> [Source material]:

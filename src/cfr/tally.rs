//! Per-information-set regret and strategy accumulators.
//!
//! One [`InformationSetTally`] exists per (player, information set). Every
//! history node that the player cannot tell apart points at the same tally,
//! so an update through one path is seen through all of them.
//!
//! Cumulative regret and strategy slots are [`AtomicF64`]s: two parallel
//! chance branches may update the same information set within one iteration.
//! Best-response scratch data is only touched by the sequential best-response
//! passes and is plain `f64`.

use crate::cfr::atomic::AtomicF64;
use crate::cfr::game::ActionCode;

/// Regret/strategy record for one information set.
#[derive(Debug, Clone)]
pub struct InformationSetTally {
    decision_index: usize,
    player: usize,
    signature: String,
    cumulative_regret: Vec<AtomicF64>,
    cumulative_strategy: Vec<AtomicF64>,
    best_response_numerator: Vec<f64>,
    best_response_denominator: Vec<f64>,
}

impl InformationSetTally {
    /// Create a zeroed tally sized to `num_actions`.
    pub fn new(decision_index: usize, player: usize, signature: impl Into<String>, num_actions: u8) -> Self {
        let n = num_actions as usize;
        Self {
            decision_index,
            player,
            signature: signature.into(),
            cumulative_regret: (0..n).map(|_| AtomicF64::new(0.0)).collect(),
            cumulative_strategy: (0..n).map(|_| AtomicF64::new(0.0)).collect(),
            best_response_numerator: vec![0.0; n],
            best_response_denominator: vec![0.0; n],
        }
    }

    /// Decision this information set belongs to.
    pub fn decision_index(&self) -> usize {
        self.decision_index
    }

    /// Deciding player.
    pub fn player(&self) -> usize {
        self.player
    }

    /// Opaque information-set signature.
    pub fn signature(&self) -> &str {
        &self.signature
    }

    /// Number of actions at this information set.
    pub fn num_actions(&self) -> usize {
        self.cumulative_regret.len()
    }

    /// Cumulative regret of an action.
    pub fn cumulative_regret(&self, action: ActionCode) -> f64 {
        self.cumulative_regret[action as usize - 1].load()
    }

    /// Cumulative strategy weight of an action.
    pub fn cumulative_strategy(&self, action: ActionCode) -> f64 {
        self.cumulative_strategy[action as usize - 1].load()
    }

    /// Add to an action's cumulative regret. No clamping: regret may go
    /// arbitrarily negative.
    #[inline]
    pub fn increment_cumulative_regret(&self, action: ActionCode, amount: f64) {
        self.cumulative_regret[action as usize - 1].fetch_add(amount);
    }

    /// Add to an action's cumulative strategy weight.
    #[inline]
    pub fn increment_cumulative_strategy(&self, action: ActionCode, amount: f64) {
        self.cumulative_strategy[action as usize - 1].fetch_add(amount);
    }

    /// Regret matching: probability proportional to positive cumulative
    /// regret, uniform when no regret is positive.
    pub fn get_regret_matching_probabilities(&self, probs: &mut [f64]) {
        debug_assert_eq!(probs.len(), self.num_actions());
        let mut sum = 0.0;
        for (p, r) in probs.iter_mut().zip(&self.cumulative_regret) {
            *p = r.load().max(0.0);
            sum += *p;
        }
        if sum > 0.0 {
            for p in probs.iter_mut() {
                *p /= sum;
            }
        } else {
            fill_uniform(probs);
        }
    }

    /// Regret matching with pruning.
    ///
    /// Actions whose regret-matching probability is positive but below
    /// `threshold` are set to zero and the rest renormalized. If pruning
    /// would remove every action the unpruned distribution is kept.
    pub fn get_regret_matching_probabilities_with_pruning(&self, threshold: f64, probs: &mut [f64]) {
        self.get_regret_matching_probabilities(probs);

        let mut pruned_any = false;
        let mut kept = 0.0;
        for p in probs.iter() {
            if *p < threshold {
                pruned_any |= *p > 0.0;
            } else {
                kept += *p;
            }
        }
        if !pruned_any || kept <= 0.0 {
            return;
        }
        for p in probs.iter_mut() {
            *p = if *p < threshold { 0.0 } else { *p / kept };
        }
    }

    /// Normalized cumulative strategy weights, uniform when all are zero.
    pub fn get_average_strategies(&self, probs: &mut [f64]) {
        debug_assert_eq!(probs.len(), self.num_actions());
        let mut sum = 0.0;
        for (p, s) in probs.iter_mut().zip(&self.cumulative_strategy) {
            *p = s.load();
            sum += *p;
        }
        if sum > 0.0 {
            for p in probs.iter_mut() {
                *p /= sum;
            }
        } else {
            fill_uniform(probs);
        }
    }

    /// Zero the best-response accumulators before a depth pass.
    pub fn reset_best_response_data(&mut self) {
        self.best_response_numerator.fill(0.0);
        self.best_response_denominator.fill(0.0);
    }

    /// Accumulate `inverse_pi * expected_value` for an action.
    pub fn increment_best_response(&mut self, action: ActionCode, inverse_pi: f64, expected_value: f64) {
        let i = action as usize - 1;
        self.best_response_numerator[i] += inverse_pi * expected_value;
        self.best_response_denominator[i] += inverse_pi;
    }

    /// The action with the largest accumulated value; ties go to the lowest
    /// action code.
    pub fn get_best_response_action(&self) -> ActionCode {
        let mut best = 0;
        for (i, &value) in self.best_response_numerator.iter().enumerate() {
            if value > self.best_response_numerator[best] {
                best = i;
            }
        }
        best as ActionCode + 1
    }

    /// Reach-weighted average value of an action from the last
    /// best-response pass, if the action was reached with positive weight.
    pub fn best_response_value(&self, action: ActionCode) -> Option<f64> {
        let i = action as usize - 1;
        let denominator = self.best_response_denominator[i];
        (denominator > 0.0).then(|| self.best_response_numerator[i] / denominator)
    }
}

fn fill_uniform(probs: &mut [f64]) {
    let uniform = 1.0 / probs.len() as f64;
    probs.fill(uniform);
}
//! Reference Game Solver
//!
//! Runs vanilla CFR on one of the bundled games, reports exploitability at
//! every checkpoint, and optionally writes the average strategies as JSON.
//!
//! ```text
//! solve_game --game kuhn --iterations 20000 --output kuhn.json
//! RUST_LOG=debug solve_game --game litigation --config solver.json
//! ```

use std::fs;
use std::ops::ControlFlow;
use std::path::PathBuf;

use clap::{Parser, ValueEnum};
use indicatif::{ProgressBar, ProgressStyle};

use cfr_equilibrium::cfr::{ActionStrategy, CFRConfig, CFRSolver, LogTrace, SolverResult};
use cfr_equilibrium::games::{KuhnPoker, LitigationGame, MatchingPennies};

#[derive(Clone, Copy, ValueEnum)]
enum GameKind {
    /// Matching pennies, zero-sum.
    Pennies,
    /// Matching pennies with a bonus for matching heads.
    #[value(name = "biased-pennies")]
    BiasedPennies,
    /// Three-card Kuhn poker.
    Kuhn,
    /// Pretrial settlement bargaining.
    Litigation,
}

#[derive(Parser)]
#[command(name = "solve_game", about = "Solve a bundled game with vanilla CFR.")]
struct Cli {
    /// Game to solve.
    #[arg(long, value_enum, default_value = "kuhn")]
    game: GameKind,

    /// Solver configuration as JSON; missing fields take defaults.
    #[arg(long)]
    config: Option<PathBuf>,

    /// Number of iterations (overrides the configuration).
    #[arg(long)]
    iterations: Option<u64>,

    /// Iterations between exploitability checkpoints (overrides the configuration).
    #[arg(long)]
    reporting_interval: Option<u64>,

    /// Evaluate chance nodes in parallel.
    #[arg(long)]
    parallel: bool,

    /// Log every decision evaluation at trace level.
    #[arg(long)]
    trace: bool,

    /// Write the final solver state as JSON.
    #[arg(long)]
    output: Option<PathBuf>,
}

fn main() -> SolverResult<()> {
    env_logger::init();
    let cli = Cli::parse();

    let mut config = match &cli.config {
        Some(path) => CFRConfig::from_json_file(path)?,
        None => CFRConfig::default(),
    };
    if let Some(iterations) = cli.iterations {
        config.iterations = iterations;
    }
    if let Some(interval) = cli.reporting_interval {
        config.reporting_interval = interval;
    }
    config.parallel |= cli.parallel;

    if let Some(threads) = config.num_threads {
        if let Err(e) = rayon::ThreadPoolBuilder::new().num_threads(threads).build_global() {
            log::warn!("could not size the thread pool to {}: {}", threads, e);
        }
    }

    let solver = match cli.game {
        GameKind::Pennies => CFRSolver::from_game(&MatchingPennies::new(), config)?,
        GameKind::BiasedPennies => CFRSolver::from_game(&MatchingPennies::biased(), config)?,
        GameKind::Kuhn => CFRSolver::from_game(&KuhnPoker::new(), config)?,
        GameKind::Litigation => CFRSolver::from_game(&LitigationGame::new(), config)?,
    };
    let mut solver = if cli.trace { solver.with_trace(LogTrace) } else { solver };

    println!("=== CFR Solver ===\n");
    println!(
        "Tree: {} nodes, {} info sets, depth {}",
        solver.tree().num_nodes(),
        solver.num_info_sets(),
        solver.tree().max_depth()
    );
    println!(
        "Iterations: {} | pruning after {} | checkpoint every {}\n",
        solver.config().iterations,
        solver.config().pruning_start_iteration,
        solver.config().reporting_interval
    );

    let iterations = solver.config().iterations;
    let interval = solver.config().reporting_interval;
    let progress = ProgressBar::new(iterations);
    progress.set_style(
        ProgressStyle::with_template("{bar:40} {pos}/{len} [{elapsed_precise}] {msg}")
            .unwrap_or_else(|_| ProgressStyle::default_bar()),
    );

    let stats = solver.train_with_callback(iterations, interval, |stats| {
        progress.set_position(stats.iterations);
        if let Some(exploitability) = stats.exploitability {
            progress.set_message(format!("exploitability {:.6}", exploitability));
        }
        ControlFlow::Continue(())
    })?;
    progress.finish();

    println!("\n=== Complete ===");
    println!(
        "{} iterations in {:.2}s ({:.0} it/s)",
        stats.iterations, stats.elapsed_seconds, stats.iterations_per_second
    );
    if let Some(exploitability) = stats.exploitability {
        println!("Exploitability: {:.6}", exploitability);
    }

    let values = solver.expected_utilities(ActionStrategy::AverageStrategy);
    for (player, value) in values.iter().enumerate() {
        println!("P{} value: {:+.6}", player, value);
    }

    println!("\nAverage strategies:");
    for (key, probs) in solver.average_strategies() {
        let formatted: Vec<String> = probs.iter().map(|p| format!("{:.3}", p)).collect();
        println!("  {:<24} [{}]", key, formatted.join(", "));
    }

    if let Some(path) = &cli.output {
        fs::write(path, solver.export_strategies_json()?)?;
        println!("\nSaved JSON: {}", path.display());
    }
    Ok(())
}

> [Exercise brief]: Between the first line of the entries above and the line with "within one iteration.", both included, copy every line exactly and nothing outside that range.

> [Response]:
filename src/cfr/tally.rs
//! Per-information-set regret and strategy accumulators.
//!
//! One [`InformationSetTally`] exists per (player, information set). Every
//! history node that the player cannot tell apart points at the same tally,
//! so an update through one path is seen through all of them.
//!
//! Cumulative regret and strategy slots are [`AtomicF64`]s: two parallel
//! chance branches may update the same information set within one iteration.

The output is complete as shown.